LGBT konusuna da değinen Bakan Soylu, “Ben muhtarlarımıza soruyorum. Mahallede hangi anne baba size Türkiye’de LGBT’nin gelişmesi için başvuruda bulundu? Bir anne baba LGBT bu ülkede yayılsın, bizim çocuklarımız bu işlerle daha çok ilgilensin diye bir kişi size başvurdu mu? Bu sevda nereden çıkıyor? Avrupa ve Amerika’dan çıkıyor. Çok basit, yurtdışında bu dernekler, vakıflar var. Büyükelçilikleri var. Biz nasıl ayakta duruyoruz? Uyuşturucu, terör, ekonomik olarak saldırıyorlar biz yine ayakta duruyoruz. Çünkü aile yapımız güçlü. Aile yapımızı sarsmaya, zemini oynak hale getirmek için her şeyi yapıyorlar. Ama başarılı olamıyorlar. Medeniyetimiz, müesseselerimiz, devletimiz güçlü ama en önemlisi milletimizin mayası güçlü. Yurtdışından bu derneklere yönelik ciddi bir fonlama var. Bunu dile getiriyoruz. Burada sorun olduğunu paylaşıyoruz ama bizi yine linç etmeye çalışıyorlar. Elin oğlu Türkiye’de bu meselelerin yaygınlaşması için neden para versin? Elin oğlu Amerika hala bir terör örgütü olan PYD/PKK neden desteklesin? Bana birisi bunu izah etsin. Bir Amerikalı vatandaş kendi ülkesinin bir terör örgütünü desteklemesini ister mi? Sadece para vermiyor. Silah, mühimmat, eğitim, destek, moral, strateji ve akıl veriyor. Sonra dünyaya çıkıp demokrasi ve hukuk üstünlüğü vaazı vermeye çalışıyor” ifadelerini kullandı.

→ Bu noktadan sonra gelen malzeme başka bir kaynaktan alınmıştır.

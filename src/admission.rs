use std::fmt;

/// デフォルトのファイルサイズ上限（16MiB）
pub const DEFAULT_MAX_FILE_SIZE: u64 = 16 * 1024 * 1024;

/// Image encodings accepted for upload.
#[derive(Debug, Clone, Copy, PartialEq, Eq)]
pub enum ImageFormat {
    Jpeg,
    Png,
    Tiff,
    Heif,
    Webp,
}

impl ImageFormat {
    /// Look up an extension (without the dot) in the allow-list.
    pub fn from_extension(ext: &str) -> Option<Self> {
        match ext.to_ascii_lowercase().as_str() {
            "jpg" | "jpeg" => Some(Self::Jpeg),
            "png" => Some(Self::Png),
            "tif" | "tiff" => Some(Self::Tiff),
            "heic" | "heif" => Some(Self::Heif),
            "webp" => Some(Self::Webp),
            _ => None,
        }
    }

    /// Look up a filename's extension in the allow-list.
    pub fn from_filename(filename: &str) -> Option<Self> {
        file_extension(filename).and_then(Self::from_extension)
    }
}

/// Text after the last dot of the final path component, if non-empty.
///
/// A bare `.jpg` counts as having the extension `jpg`.
pub fn file_extension(filename: &str) -> Option<&str> {
    let base = filename
        .rsplit(|c: char| c == '/' || c == '\\')
        .next()
        .unwrap_or(filename);
    base.rsplit_once('.')
        .map(|(_, ext)| ext)
        .filter(|ext| !ext.is_empty())
}

/// Why an upload was turned away before any processing.
#[derive(Debug, Clone, PartialEq, Eq)]
pub enum Rejection {
    MissingExtension,
    UnsupportedExtension(String),
    Empty,
    TooLarge { size: u64, limit: u64 },
}

impl fmt::Display for Rejection {
    fn fmt(&self, f: &mut fmt::Formatter<'_>) -> fmt::Result {
        match self {
            Self::MissingExtension => write!(f, "file has no extension"),
            Self::UnsupportedExtension(ext) => write!(
                f,
                "unsupported file type '.{}' (expected JPG, PNG, TIFF, HEIC or WebP)",
                ext
            ),
            Self::Empty => write!(f, "file is empty"),
            Self::TooLarge { size, limit } => {
                write!(f, "file is at least {} bytes, limit is {} bytes", size, limit)
            }
        }
    }
}

impl std::error::Error for Rejection {}

/// Checks a submitted file against the extension allow-list and size ceiling.
pub fn admit(filename: &str, size: u64, max_file_size: u64) -> Result<ImageFormat, Rejection> {
    let ext = file_extension(filename).ok_or(Rejection::MissingExtension)?;

    let format = ImageFormat::from_extension(ext)
        .ok_or_else(|| Rejection::UnsupportedExtension(ext.to_ascii_lowercase()))?;

    if size == 0 {
        return Err(Rejection::Empty);
    }
    if size > max_file_size {
        return Err(Rejection::TooLarge {
            size,
            limit: max_file_size,
        });
    }

    Ok(format)
}
//! Boundary with the embedding provider.
//!
//! The provider is called once per pass, in bulk, with the normalized texts of
//! the corpus. It either returns one vector per text, all of the same width,
//! or the pass falls back to lexical deduplication.

pub mod table;

use thiserror::Error;

pub use table::EmbeddingTable;

#[derive(Debug, Error, PartialEq)]
pub enum EmbeddingError {
    #[error("Embedding provider unavailable: {0}")]
    Unavailable(String),
    #[error("Expected {expected} embeddings, got {actual}")]
    Misaligned { expected: usize, actual: usize },
    #[error("Embedding {index} has width {actual}, expected {expected}")]
    DimensionMismatch {
        index: usize,
        expected: usize,
        actual: usize,
    },
    #[error("Embeddings have zero width")]
    EmptyVector,
    #[error("Embedding {index} contains a non-finite value")]
    NonFinite { index: usize },
}

pub trait EmbeddingProvider {
    /// One vector per input text, in input order.
    fn embed(&self, texts: &[String]) -> Result<Vec<Vec<f32>>, EmbeddingError>;
}

impl<P: EmbeddingProvider + ?Sized> EmbeddingProvider for &P {
    fn embed(&self, texts: &[String]) -> Result<Vec<Vec<f32>>, EmbeddingError> {
        (**self).embed(texts)
    }
}

impl<P: EmbeddingProvider + ?Sized> EmbeddingProvider for Box<P> {
    fn embed(&self, texts: &[String]) -> Result<Vec<Vec<f32>>, EmbeddingError> {
        (**self).embed(texts)
    }
}

/// Marker for pipelines configured without any embedding provider.
///
/// Uninhabited: a lexical-only pipeline can never hold one.
#[derive(Debug, Clone, Copy)]
pub enum NoEmbedder {}

impl EmbeddingProvider for NoEmbedder {
    fn embed(&self, _texts: &[String]) -> Result<Vec<Vec<f32>>, EmbeddingError> {
        match *self {}
    }
}

/// A complete, validated embedding set: every vector finite and of one width.
#[derive(Debug, Clone, PartialEq)]
pub struct Embeddings {
    vectors: Vec<Vec<f32>>,
    dim: usize,
}

impl Embeddings {
    pub fn new(vectors: Vec<Vec<f32>>) -> Result<Self, EmbeddingError> {
        let dim = match vectors.first() {
            Some(first) if first.is_empty() => return Err(EmbeddingError::EmptyVector),
            Some(first) => first.len(),
            None => 0,
        };

        for (index, v) in vectors.iter().enumerate() {
            if v.len() != dim {
                return Err(EmbeddingError::DimensionMismatch {
                    index,
                    expected: dim,
                    actual: v.len(),
                });
            }
            if v.iter().any(|x| !x.is_finite()) {
                return Err(EmbeddingError::NonFinite { index });
            }
        }

        Ok(Self { vectors, dim })
    }

    /// Call the provider once and validate the whole answer against `texts`.
    pub fn from_provider<P: EmbeddingProvider + ?Sized>(
        provider: &P,
        texts: &[String],
    ) -> Result<Self, EmbeddingError> {
        let embeddings = Self::new(provider.embed(texts)?)?;
        embeddings.check_aligned(texts.len())?;
        Ok(embeddings)
    }

    pub fn check_aligned(&self, expected: usize) -> Result<(), EmbeddingError> {
        if self.vectors.len() != expected {
            return Err(EmbeddingError::Misaligned {
                expected,
                actual: self.vectors.len(),
            });
        }
        Ok(())
    }

    pub fn len(&self) -> usize {
        self.vectors.len()
    }

    pub fn is_empty(&self) -> bool {
        self.vectors.is_empty()
    }

    pub fn dim(&self) -> usize {
        self.dim
    }

    pub fn get(&self, index: usize) -> &[f32] {
        &self.vectors[index]
    }
}
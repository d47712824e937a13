pub mod normalize;

pub use normalize::{char_ngrams, jaccard, normalize, word_set};
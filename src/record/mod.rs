pub mod metadata;
pub mod parser;
pub mod record;

pub use metadata::Metadata;
pub use parser::{parse_records, ParseOptions, ParsedRecords, DEFAULT_CATEGORY};
pub use record::{ingest, RawRecord, Record, RecordError};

Bir muhalefet partisinin genel başkanının Amerika Büyükelçisi ile bir ayda 4 defa görüştüğüne de anlam veremediğini ifade eden Soylu, “Benim aklım ermiyor. Bir muhalefet genel başkanı Amerika Büyükelçisi ile 1 ayda 4 defa ne görüşür ve ne konuşur? Bana birisi bunu söylesin. Ben Türkiye vatandaşı olarak kendime izah edemiyorum. Görüştüğü zaman ‘Ya siz ayıp ediyorsunuz PYD/PKK destekliyorsunuz’ diyor mu? ‘Sizin ne işiniz var Türkiye’deki LGBT’cilerle’ diyor mu? ‘Siz Afganistan’dan uyuşturucu imalatı ile bütün coğrafyamızı uyuşturucu ile karşı karşıya bıraktı’ diyor mu dedi mi yani? Şapkayı öne alıp koymak lazım” diye konuştu.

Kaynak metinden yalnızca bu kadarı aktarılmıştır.